Aunque el tiempo pasó y mi trabajo demandaba mi total atención, me resultó imposible no dudar sobre los reportes que la policía emitió. Además, y aunque me cueste aceptarlo, me intrigaba saber qué era lo que había escrito ese hombre antes de morir.
Gran parte del personal en la editorial no se cuestionó la supuesta decisión de Aníbal Duarte. Lo atribuían a su triste pasado, su eterno fracaso y el hecho de que, a pesar de que estaba haciendo mi mayor esfuerzo por mejorar sus relatos, se presumía que su último trabajo sería un completo fracaso, incluso peor que el primero.
Trascurridos varios años de su muerte, decidí hacerme pasar por un escritor novato y aprovechar mis contactos dentro del cuerpo de policía para obtener información del caso Duarte, el cual no dejaba de rondar por mi mente como si tuviera la obligación de hallar la respuesta. Fue así que el detective Martínez se presentó y, fascinado ante la idea de inspirar un libro, me dio acceso a los datos de la investigación.
En efecto, Aníbal Duarte falleció de un disparo en la cabeza que acabó con su vida en el acto. Sin embargo, no tardé en hallar un detalle que me resultó inquietante. El orificio de entrada se encontraba sobre el hueso occipital, es decir, en la parte de atrás de la cabeza.
¡Solo un imbécil pensaría que se trataba de un suicidio! Al señor Duarte lo habían matado y, por lo visto, la incompetencia policial se hacía presente una vez más para entorpecer todo. No obstante, mi ira se esfumó en cuanto hallé el preciado último manuscrito del escritor maldito, el cual se mantenía preservado en un sobre de látex que delataba unas cuantas manchas oscuras.
Tan pronto posé mis ojos en aquellas letras, noté que algo estaba mal en ese relato. Se narraba una tarde apacible en la que un escritor famoso, feliz con su vida, decidía abandonar para siempre del mundo de las letras. Sin embargo, mientras meditaba con tranquilidad sobre su retiro, un fanático entró en su casa, arrasó con su familia y, por último, con el escritor. El asesino tenía nombre y apellido: Ian De Andrés. La policía, incompetente, determinaría que el caso era un suicidio a pesar de lo obvia que resultaba la investigación. No obstante, aquello tenía una razón que, aunque forzada, intentaba subsanar la coherencia del relato.

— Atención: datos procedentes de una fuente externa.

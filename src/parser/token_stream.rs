//! Cursor over significant tokens with diagnostic tracking.
//!
//! Provides lookahead, expectation, checkpointing and resynchronisation
//! helpers shared by the expression, statement and declaration parsers.

use log::warn;

use crate::diagnostic::{Diagnostic, UnsupportedConstruct};
use crate::{Span, SyntaxKind};

/// Saved cursor position for speculative parsing.
#[derive(Debug, Clone, Copy)]
pub(crate) struct Checkpoint {
    pos: usize,
    errors: usize,
}

pub(crate) struct TokenStream<'a> {
    tokens: Vec<(SyntaxKind, Span)>,
    src: &'a str,
    pos: usize,
    halt_on_error: bool,
    pub(crate) errors: Vec<Diagnostic>,
}

impl<'a> TokenStream<'a> {
    pub(crate) fn new(tokens: Vec<(SyntaxKind, Span)>, src: &'a str, halt_on_error: bool) -> Self {
        Self {
            tokens,
            src,
            pos: 0,
            halt_on_error,
            errors: Vec::new(),
        }
    }

    pub(crate) fn peek(&self) -> Option<SyntaxKind> {
        self.nth(0)
    }

    pub(crate) fn nth(&self, n: usize) -> Option<SyntaxKind> {
        self.tokens.get(self.pos + n).map(|(k, _)| *k)
    }

    pub(crate) fn at(&self, kind: SyntaxKind) -> bool {
        self.peek() == Some(kind)
    }

    pub(crate) fn at_eof(&self) -> bool {
        self.pos >= self.tokens.len()
    }

    /// At end of input or any block-closing keyword.
    pub(crate) fn at_closer(&self) -> bool {
        self.peek().is_none_or(SyntaxKind::is_block_closer)
    }

    /// Span of the next token, or an empty span at the end of input.
    pub(crate) fn peek_span(&self) -> Span {
        self.tokens
            .get(self.pos)
            .map_or_else(|| self.eof_span(), |(_, sp)| sp.clone())
    }

    pub(crate) fn eof_span(&self) -> Span {
        self.src.len()..self.src.len()
    }

    pub(crate) fn bump(&mut self) -> Option<(SyntaxKind, Span)> {
        let tok = self.tokens.get(self.pos).cloned();
        if tok.is_some() {
            self.pos += 1;
        }
        tok
    }

    pub(crate) fn eat(&mut self, kind: SyntaxKind) -> Option<Span> {
        if self.at(kind) {
            self.bump().map(|(_, sp)| sp)
        } else {
            None
        }
    }

    /// Consume `kind` or record "expected `kind`, found ...".
    pub(crate) fn expect(&mut self, kind: SyntaxKind) -> Option<Span> {
        let span = self.eat(kind);
        if span.is_none() {
            self.error_expected(kind.describe());
        }
        span
    }

    /// Consume an identifier of the given class and return its text.
    pub(crate) fn expect_ident(&mut self, kind: SyntaxKind) -> Option<(String, Span)> {
        let span = self.expect(kind)?;
        Some((self.slice(&span), span))
    }

    /// Description of the next token for diagnostics.
    pub(crate) fn found(&self) -> &'static str {
        self.peek().map_or("end of input", SyntaxKind::describe)
    }

    pub(crate) fn error_expected(&mut self, what: &str) {
        let msg = format!("expected {what}, found {}", self.found());
        self.error(self.peek_span(), msg);
    }

    pub(crate) fn error(&mut self, span: Span, msg: impl Into<String>) {
        self.errors.push(Diagnostic::syntax(span, msg));
    }

    pub(crate) fn unsupported(&mut self, span: Span, construct: UnsupportedConstruct) {
        self.errors.push(Diagnostic::unsupported(span, construct));
    }

    /// Whether parsing should stop because the first error was requested.
    pub(crate) fn halted(&self) -> bool {
        self.halt_on_error && !self.errors.is_empty()
    }

    /// Start offset of the next token.
    pub(crate) fn start(&self) -> usize {
        self.peek_span().start
    }

    /// End offset of the last consumed token.
    pub(crate) fn last_end(&self) -> usize {
        self.pos
            .checked_sub(1)
            .and_then(|idx| self.tokens.get(idx))
            .map_or(0, |(_, sp)| sp.end)
    }

    /// Span from `start` to the end of the last consumed token.
    pub(crate) fn span_from(&self, start: usize) -> Span {
        start..self.last_end().max(start)
    }

    pub(crate) fn position(&self) -> usize {
        self.pos
    }

    /// Whether the consumed tokens end a statement or block. A closer keeps
    /// its optional `: label`.
    pub(crate) fn after_boundary(&self) -> bool {
        match self.tokens.get(..self.pos).unwrap_or_default() {
            [
                ..,
                (closer, _),
                (SyntaxKind::T_COLON, _),
                (SyntaxKind::T_IDENT | SyntaxKind::T_TYPE_IDENT, _),
            ] => closer.is_block_closer(),
            [.., (last, _)] => *last == SyntaxKind::T_SEMI || last.is_block_closer(),
            [] => false,
        }
    }

    pub(crate) fn checkpoint(&self) -> Checkpoint {
        Checkpoint {
            pos: self.pos,
            errors: self.errors.len(),
        }
    }

    /// Return to `cp`, dropping diagnostics recorded since.
    pub(crate) fn rewind(&mut self, cp: Checkpoint) {
        self.pos = cp.pos;
        self.errors.truncate(cp.errors);
    }

    pub(crate) fn src(&self) -> &'a str {
        self.src
    }

    /// Tokens from the cursor through the next `;`, stopping early before a
    /// keyword that cannot belong to an export or import list.
    pub(crate) fn list_tokens(&self) -> Vec<(SyntaxKind, Span)> {
        let rest = self.tokens.get(self.pos..).unwrap_or_default();
        let mut out = Vec::new();
        for (idx, (kind, span)) in rest.iter().enumerate() {
            if idx > 0 && kind.is_keyword() {
                break;
            }
            out.push((*kind, span.clone()));
            if *kind == SyntaxKind::T_SEMI {
                break;
            }
        }
        out
    }

    /// Kind of the token following the `action`/`actionvalue` block at the
    /// cursor, after its closing label and an optional `;`. `None` when the
    /// block is unclosed or nothing follows it.
    pub(crate) fn after_action_block(&self) -> Option<SyntaxKind> {
        let rest = self.tokens.get(self.pos..).unwrap_or_default();
        let mut depth = 0usize;
        let mut iter = rest.iter().map(|(kind, _)| *kind);
        for kind in iter.by_ref() {
            match kind {
                SyntaxKind::K_ACTION | SyntaxKind::K_ACTIONVALUE => depth += 1,
                SyntaxKind::K_ENDACTION | SyntaxKind::K_ENDACTIONVALUE => {
                    depth = depth.saturating_sub(1);
                    if depth == 0 {
                        break;
                    }
                }
                _ => {}
            }
        }
        let mut next = iter.next();
        if next == Some(SyntaxKind::T_COLON) {
            iter.next();
            next = iter.next();
        }
        if next == Some(SyntaxKind::T_SEMI) {
            next = iter.next();
        }
        next
    }

    /// Advance past every token that starts before `offset`.
    pub(crate) fn skip_until(&mut self, offset: usize) {
        while !self.at_eof() && self.start() < offset {
            self.pos += 1;
        }
    }

    pub(crate) fn slice(&self, span: &Span) -> String {
        self.src.get(span.clone()).map_or_else(
            || {
                warn!("span {span:?} out of bounds for source of length {}", self.src.len());
                String::new()
            },
            str::to_string,
        )
    }

    /// Consume a bracketed group starting at the current opener, including
    /// nested groups. Returns `false` if the group is not closed.
    pub(crate) fn skip_balanced(&mut self) -> bool {
        let mut depth = 0usize;
        while let Some((kind, _)) = self.bump() {
            match kind {
                SyntaxKind::T_LPAREN
                | SyntaxKind::T_LBRACKET
                | SyntaxKind::T_LBRACE
                | SyntaxKind::T_ATTR_OPEN => depth += 1,
                SyntaxKind::T_RPAREN
                | SyntaxKind::T_RBRACKET
                | SyntaxKind::T_RBRACE
                | SyntaxKind::T_ATTR_CLOSE => {
                    depth = depth.saturating_sub(1);
                    if depth == 0 {
                        return true;
                    }
                }
                _ if depth == 0 => return true,
                _ => {}
            }
        }
        false
    }

    /// Consume from the current `open` keyword through its matching `close`.
    pub(crate) fn skip_through(&mut self, open: SyntaxKind, close: SyntaxKind) -> bool {
        let mut depth = 0usize;
        while let Some((kind, _)) = self.bump() {
            if kind == open {
                depth += 1;
            } else if kind == close {
                depth = depth.saturating_sub(1);
                if depth == 0 {
                    return true;
                }
            }
        }
        false
    }

    /// Consume through the next `;` outside brackets.
    pub(crate) fn skip_statement(&mut self) {
        let mut depth = 0usize;
        while let Some((kind, _)) = self.bump() {
            match kind {
                SyntaxKind::T_LPAREN | SyntaxKind::T_LBRACKET | SyntaxKind::T_LBRACE => {
                    depth += 1;
                }
                SyntaxKind::T_RPAREN | SyntaxKind::T_RBRACKET | SyntaxKind::T_RBRACE => {
                    depth = depth.saturating_sub(1);
                }
                SyntaxKind::T_SEMI if depth == 0 => return,
                _ => {}
            }
        }
    }

    /// Skip to the next statement boundary after an error.
    ///
    /// Stops after a `;` at bracket depth zero, or before a block-closing
    /// keyword or the start of a new definition. Consumes at least one token
    /// unless already at such a boundary.
    pub(crate) fn recover(&mut self) {
        let start = self.pos;
        let mut depth = 0usize;
        while let Some(kind) = self.peek() {
            if depth == 0 {
                if kind.is_block_closer() {
                    break;
                }
                if self.pos > start && starts_definition(kind) {
                    break;
                }
            }
            self.bump();
            match kind {
                SyntaxKind::T_LPAREN | SyntaxKind::T_LBRACKET | SyntaxKind::T_LBRACE => {
                    depth += 1;
                }
                SyntaxKind::T_RPAREN | SyntaxKind::T_RBRACKET | SyntaxKind::T_RBRACE => {
                    depth = depth.saturating_sub(1);
                }
                SyntaxKind::T_SEMI if depth == 0 => break,
                _ => {}
            }
        }
        if self.pos > start {
            let from = self.tokens.get(start).map_or(0, |(_, sp)| sp.start);
            warn!("recovery skipped {} tokens from offset {from}", self.pos - start);
        }
    }
}

fn starts_definition(kind: SyntaxKind) -> bool {
    matches!(
        kind,
        SyntaxKind::K_RULE
            | SyntaxKind::K_METHOD
            | SyntaxKind::K_FUNCTION
            | SyntaxKind::K_MODULE
            | SyntaxKind::K_INTERFACE
    )
}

El hombre que supervisaba la operación también se llamaba Ian De Andrés, detective Ian De Andrés.
Tan pronto leí aquel párrafo, pretendí no haberlo visto nunca, guardé el papel en su sobre y me dispuse a salir del lugar lo más rápido que pude.
—¡Hey! ¿A dónde vas? —me detuvo el detective—¿Viste un fantasma? Ah, ya sé, fueron las fotos del incidente, ¿no? No imaginé que un escritor de policiales fuera tan... blando.
Yo solo asentí a todo lo que dijo mientras mis ojos se posaban sobre su placa, la cual llevaba escrito su nombre: "Detective Ian De Andrés". Le mentí, aseguré tener la presión baja y escapé de la comisaría lo más rápido que pude.
¿Acaso se trataba de un castigo de Dios? Tal vez, en su afán por acabar con el éxito de un escritor, redactó, sin quererlo, su propio destino. Era difícil saberlo, tal vez no podamos saberlo nunca. No obstante, lo cierto es que, hoy en día, todos conocen al gran Aníbal Duarte: escritor argentino de novelas románticas, trágicas y cómicas.